Great lecture about history of industrial mechanisms and circuits. The topic does not directly related to my curent work, but it has very good concept of general understanding in automated control flows.
Very good seminar, I can relate directly. My formal back ground has be electronics but over the years I have found that I needed to understand other disiplines such as mechanical and flow mechanics in the performance of my daily tasks. Like the previous post while starting in my first postion in 1969 where I worked for a small electronics company building telephone switching equipment and having to build specialized equipment to automate manufacturing processes. I have been lucky to have worked in manufacturing then test engineering, product engineers, design engineering and R&D. My initall experince in manufactuing processes definately helped make me a better engineer and develop better products.
I have worked in automated manufacturing since 1968 -- where indeed we did use mini computers and the original versions of "micro processors" to automate manufacturing processes.

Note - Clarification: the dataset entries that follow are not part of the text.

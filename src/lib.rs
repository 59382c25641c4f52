//! A concurrent, ordered associative map keyed by 64-bit unsigned integers,
//! built as a hybrid radix/crit-bit tree.
//!
//! The map supports exact lookup, bounded (`≤`/`≥`/`<`/`>`) lookup,
//! single-key insert/update/remove, and bounded in-order iteration. It is
//! designed for workloads where readers vastly outnumber writers: reads
//! take no lock at all, instead bounding their own staleness against a
//! shared remove counter, while writes are serialized behind a single
//! mutex per map.
//!
//! # Concurrency model
//!
//! A single writer mutex ([`Map::insert`], [`Map::remove`],
//! [`Map::iterate`]) publishes every pointer and counter update with a
//! release store. Readers ([`Map::get`], [`Map::find_le`],
//! [`Map::find_ge`], [`Map::find`]) take no lock and only acquire-load;
//! each read samples the remove counter before and after its traversal and
//! restarts unconditionally if `DELETED_LIFE` or more removes completed
//! in between. That bound is what makes it safe to ever reuse a retired
//! node's storage at all: a node is held on a retirement ring for at least
//! `DELETED_LIFE` complete removes before it becomes eligible for reuse,
//! which is longer than any reader can possibly still be referencing it
//! without having already noticed the gap and restarted.
//!
//! This is the crate's one documented trust boundary: readers hold
//! transient, non-owning raw-pointer references into tree storage, whose
//! validity rests entirely on the remove-count envelope rather than on any
//! borrow-checked lifetime. Every `unsafe` block in this crate exists to
//! cross that boundary.

mod alloc;
mod bitops;
mod error;
mod insert;
mod iter;
mod map;
mod node;
mod pool;
mod reader;
mod remove;
mod sync;

pub use alloc::{Allocator, Layout, SystemAllocator};
pub use error::{Dir, InsertError, InsertOutcome};
pub use map::Map;

#[cfg(test)]
mod tests;
impl<R: WordReader> StorageResolver<R> {
    /// Bind a layout and a word reader to one contract address.
    pub fn new(layout: StorageLayout, reader: R, address: Address) -> Self {
        Self { layout, reader, address, config: ResolverConfig::default() }
    }

    pub fn with_config(mut self, config: ResolverConfig) -> Self {
        self.config = config;
        self
    }

    pub fn layout(&self) -> &StorageLayout {
        &self.layout
    }

    pub fn reader(&self) -> &R {
        &self.reader
    }

    pub fn address(&self) -> Address {
        self.address
    }

    /// Find a top-level variable declaration.
    pub fn lookup(&self, name: &str) -> Result<&VariableEntry, ResolveError> {
        self.layout.lookup(name)
    }

    /// Decode variable `name`, following `path` into its elements, entries or members.
    pub async fn get_storage(&self, name: &str, path: &[PathSegment]) -> Result<DecodedValue, ResolveError> {
        let entry = self.layout.lookup(name)?;
        debug!(
            target: "storage_map::resolver",
            variable = name,
            slot = %entry.slot,
            segments = path.len(),
            "resolving"
        );
        self.resolve(&entry.type_id, entry.slot, entry.offset, path).await
    }

    /// Decode a value of type `type_id` stored at `slot`/`offset`, consuming `path`.
    pub fn resolve<'a>(
        &'a self,
        type_id: &'a str,
        slot: U256,
        offset: u8,
        path: &'a [PathSegment],
    ) -> BoxFuture<'a, Result<DecodedValue, ResolveError>> {
        async move {
            let descriptor = self.layout.type_of(type_id)?;
            match &descriptor.encoding {
                Encoding::Inplace(Inplace::Scalar(kind)) => {
                    self.read_scalar(descriptor, *kind, slot, offset, path).await
                }
                Encoding::Inplace(Inplace::Struct(members)) => {
                    self.resolve_struct(descriptor, members, slot, path).await
                }
                Encoding::Inplace(Inplace::Array { base, length }) => {
                    self.resolve_fixed_array(descriptor, base, *length, slot, path).await
                }
                Encoding::DynamicArray { base } => {
                    self.resolve_dynamic_array(descriptor, base, slot, path).await
                }
                Encoding::Bytes { is_string } => self.read_bytes(descriptor, *is_string, slot, path).await,
                Encoding::Mapping { key, value } => {
                    self.resolve_mapping(descriptor, key, value, slot, path).await
                }
            }
        }
        .boxed()
    }

    async fn read_word(&self, slot: U256) -> Result<B256, ResolveError> {
        trace!(target: "storage_map::resolver", %slot, "read");
        Ok(self.reader.read_word(self.address, slot).await?)
    }

    /// Drive `reads` with bounded concurrency, keeping their order.
    async fn join_bounded<T, F>(&self, reads: Vec<F>) -> Result<Vec<T>, ResolveError>
    where
        F: Future<Output = Result<T, ResolveError>>,
    {
        stream::iter(reads)
            .buffered(self.config.max_concurrent_reads.max(1))
            .try_collect()
            .await
    }

    /// `count` consecutive words starting at `start`.
    async fn read_words(&self, start: U256, count: usize) -> Result<Vec<B256>, ResolveError> {
        let reads: Vec<_> = (0..count)
            .map(|i| self.read_word(start.wrapping_add(U256::from(i))))
            .collect();
        self.join_bounded(reads).await
    }

    async fn read_scalar(
        &self,
        descriptor: &TypeDescriptor,
        kind: ScalarKind,
        slot: U256,
        offset: u8,
        path: &[PathSegment],
    ) -> Result<DecodedValue, ResolveError> {
        if let Some(segment) = path.first() {
            return Err(unexpected_segment(descriptor, segment));
        }
        let word = self.read_word(slot).await?;
        let bytes = extract_bytes(&word, offset, descriptor.number_of_bytes as usize);
        Ok(parse_value(bytes, kind))
    }

    async fn resolve_struct(
        &self,
        descriptor: &TypeDescriptor,
        members: &[StructMember],
        slot: U256,
        path: &[PathSegment],
    ) -> Result<DecodedValue, ResolveError> {
        let Some((segment, rest)) = path.split_first() else {
            // Whole struct: every member that can be read without further keys
            let mut included = Vec::with_capacity(members.len());
            for member in members {
                if !self.layout.requires_path(self.layout.type_of(&member.type_id)?) {
                    included.push(member);
                }
            }
            let reads: Vec<_> = included
                .iter()
                .map(|member| self.resolve(&member.type_id, slot.wrapping_add(member.slot), member.offset, &[]))
                .collect();
            let values = self.join_bounded(reads).await?;
            let fields = included.iter().map(|member| member.label.clone()).zip(values).collect();
            return Ok(DecodedValue::Struct(fields));
        };

        let member = match segment {
            PathSegment::Member(label) => members.iter().find(|member| member.label == *label),
            _ => None,
        }
        .ok_or_else(|| ResolveError::MemberNotFound {
            type_label: descriptor.label.clone(),
            member: segment_label(segment),
        })?;

        self.resolve(&member.type_id, slot.wrapping_add(member.slot), member.offset, rest)
            .await
    }

    async fn resolve_fixed_array(
        &self,
        descriptor: &TypeDescriptor,
        base: &str,
        length: u64,
        slot: U256,
        path: &[PathSegment],
    ) -> Result<DecodedValue, ResolveError> {
        let element = self.layout.type_of(base)?;

        let Some((segment, rest)) = path.split_first() else {
            if self.layout.requires_path(element) {
                return Err(ResolveError::MissingPathSegment { type_label: descriptor.label.clone() });
            }
            let total = element.number_of_bytes.saturating_mul(length);
            if total > self.config.max_payload_bytes as u64 {
                return Err(ResolveError::PayloadTooLarge {
                    slot,
                    length: U256::from(total),
                    limit: self.config.max_payload_bytes,
                });
            }
            if let Encoding::Inplace(Inplace::Scalar(kind)) = &element.encoding {
                return self.read_packed_array(slot, length, element.number_of_bytes, *kind).await;
            }
            let reads: Vec<_> = (0..length)
                .map(|index| {
                    let (element_slot, offset) = element_location(slot, index, element.number_of_bytes);
                    self.resolve(base, element_slot, offset, &[])
                })
                .collect();
            let values = self.join_bounded(reads).await?;
            return Ok(DecodedValue::Array(values));
        };

        let index = array_index(descriptor, segment)?;
        if index >= length {
            return Err(ResolveError::IndexOutOfBounds {
                type_label: descriptor.label.clone(),
                index,
                length: U256::from(length),
            });
        }
        let (element_slot, offset) = element_location(slot, index, element.number_of_bytes);
        self.resolve(base, element_slot, offset, rest).await
    }

    /// Every element of a fixed array of value types, reading each slot once.
    async fn read_packed_array(
        &self,
        slot: U256,
        length: u64,
        width: u64,
        kind: ScalarKind,
    ) -> Result<DecodedValue, ResolveError> {
        let width = width.clamp(1, WORD_SIZE as u64);
        let per_slot = WORD_SIZE as u64 / width;
        let words = self.read_words(slot, length.div_ceil(per_slot) as usize).await?;

        let values = (0..length)
            .map(|index| {
                let word = &words[(index / per_slot) as usize];
                let offset = ((index % per_slot) * width) as u8;
                parse_value(extract_bytes(word, offset, width as usize), kind)
            })
            .collect();
        Ok(DecodedValue::Array(values))
    }

    async fn resolve_dynamic_array(
        &self,
        descriptor: &TypeDescriptor,
        base: &str,
        slot: U256,
        path: &[PathSegment],
    ) -> Result<DecodedValue, ResolveError> {
        let (segment, rest) = path
            .split_first()
            .ok_or_else(|| ResolveError::MissingPathSegment { type_label: descriptor.label.clone() })?;
        let index = array_index(descriptor, segment)?;

        if self.config.check_array_bounds {
            let length = U256::from_be_bytes(self.read_word(slot).await?.0);
            if U256::from(index) >= length {
                return Err(ResolveError::IndexOutOfBounds {
                    type_label: descriptor.label.clone(),
                    index,
                    length,
                });
            }
        }

        let element = self.layout.type_of(base)?;
        let data_slot = dynamic_array_base_slot(slot);
        let (element_slot, offset) = element_location(data_slot, index, element.number_of_bytes);
        self.resolve(base, element_slot, offset, rest).await
    }

    async fn read_bytes(
        &self,
        descriptor: &TypeDescriptor,
        is_string: bool,
        slot: U256,
        path: &[PathSegment],
    ) -> Result<DecodedValue, ResolveError> {
        if let Some(segment) = path.first() {
            return Err(unexpected_segment(descriptor, segment));
        }

        let head = self.read_word(slot).await?;
        let low_byte = head[31];
        let data = if low_byte & 1 == 0 {
            // short: payload in the high-order bytes, length * 2 in the low byte
            let len = ((low_byte / 2) as usize).min(31);
            head[..len].to_vec()
        } else {
            let length = (U256::from_be_bytes(head.0) - U256::from(1)) >> 1;
            let len = usize::try_from(length)
                .ok()
                .filter(|len| *len <= self.config.max_payload_bytes)
                .ok_or(ResolveError::PayloadTooLarge {
                    slot,
                    length,
                    limit: self.config.max_payload_bytes,
                })?;
            let words = self.read_words(dynamic_array_base_slot(slot), word_count(len)).await?;
            let mut data: Vec<u8> = words.iter().flat_map(|word| word.0).collect();
            data.truncate(len);
            data
        };

        if is_string {
            String::from_utf8(data)
                .map(DecodedValue::String)
                .map_err(|_| ResolveError::InvalidUtf8 { slot })
        } else {
            Ok(DecodedValue::Bytes(Bytes::from(data)))
        }
    }

    async fn resolve_mapping(
        &self,
        descriptor: &TypeDescriptor,
        key: &str,
        value: &str,
        slot: U256,
        path: &[PathSegment],
    ) -> Result<DecodedValue, ResolveError> {
        let (segment, rest) = path
            .split_first()
            .ok_or_else(|| ResolveError::MissingPathSegment { type_label: descriptor.label.clone() })?;
        let key_type = self.layout.type_of(key)?;
        let encoded = encode_mapping_key(segment, key_type)?;
        let entry_slot = mapping_slot(&encoded, slot);
        self.resolve(value, entry_slot, 0, rest).await
    }
}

Of course initially I was in computer manufacturing where we did indeed "eat our own dog food".
For many of us the process was integrated from design through manufacturing and automation was present at most steps -- if not all.
Good introduction and enjoyable presentation. It took 2 or 3 slides to 'calibrate' to the King's English. Good history lessons too and important in establishing a solid foundation, so many have come before us, we stand on the shoulders of giants. My favorite Clive is Clive Staples Lewis so 'Max' it is. Jolly good show!
The explanation give for an Embedded SBC has great similarity in concept to Embedded software. This SW is often so transparen to the user of a device that he is unaware that there is any SW involved in the sensor, valve or whatever.
OK Everyone -- I'm afraid we have run over the hour .... I will look through all of these questions and maybe we will find time to answer some more of them tomorrow. I do hope that you will be coming back and that I'll "see" you then...
Someone asked "Max, can we use C or C+ for programming the PLCs?" I'm not sure about C (although I woudl expect so), but these days you can Program PLCs using older techniques like ladder logic or more modern forms including BASIC and C
Controling process = monitoring comparing to limits / algorythms decide of action needed > send commands to final elements / power actuators / motors / valves etc. It was my Old Instructor intro 20 years ago. Maybe there were used other words.
Someone asked "Do Altera design FPGAs that are programable?" The idea is that all FPGAs are programmable. There are different underlying technologies. Some are based on antifuses and thes eare one-time programmable (OTP). Others are based on SRAM and they can be programmed and reprogrammed as many times as you wish...
Three Phase control is done by the mucroprocessors/embedded systems. The core driver for the motor will be something like a tyristor based amplifier or chopper circuit (a mix of analog components and digital swtching gear).
Max, can you show a sample or two of a "ladder logic" possibly in a future persentation? I think a picture may be worth a thousand words here. I'm wondering if this is something like some of the abrieviated schematics for relay controls I've seen in the past.
Re my definition of industrial control -- I think I said something like "In its most general sense – a control system is a device or set of devices that are used to manage, command, direct, or regulate the behavior of other devices, processes, or systems"
@Max: Slide 10 - Do you have a rule-of-thumb from which evolutionary step to pick a solution to a problem? E.g. how far would you go "mechanical" before employing "relays"
Re the question "Which type of Microcontroller is more reliable for electrical three phase speed control?" Eeek, that's a bit specific ... I think we would really need to talk to someone in the field about this...
I teach electromechanical controls and that was the gospel. It is still not understood very well by the masses and the far reaching application of controls in the world today.
Part of the "equation" is how many systems are you going to create? ASICs are cost effective if you are going to deploy millions of products using them ... FPGAs are cost effective if you are thinking of only tens of thousands of units...
slide 9: A few weeks ago I had to quickly hack some glue code together to log output from a few sensors into something that SAP at the very top could refer to later on. Quality control, they said...
Q. Is there a comensurate hierarchy of control algorithms low level through to supervisory control ( diagram indicating different levels/facets of control) ?
Someone asked about the relative costs of developoing an FPGA to an ASIC. A modern ASIC can cost 10s of millions of dollars to develop -- an FPGA is much cheaper....
@cmeadows6959 - ladder charts and flow charts seem to be the same basic item..???
You can think of it this way, but more accurately would be that ladder charts are schematics. I hope that helps, considering this response is not a complete tutorial.
Elevator control is focused on far more than just getting people to a floor - Energy use minimization through scheduling and positioning are an important part of the programming
Is there a comensurate hierarchy of control algorithms low level through to supervisory control ( diagram indicating different levels/facets of control) ?
missing finger parts... I remember getting lessons about taking off the wedding ring before working. A lot of guys missing the same ring finger at the time.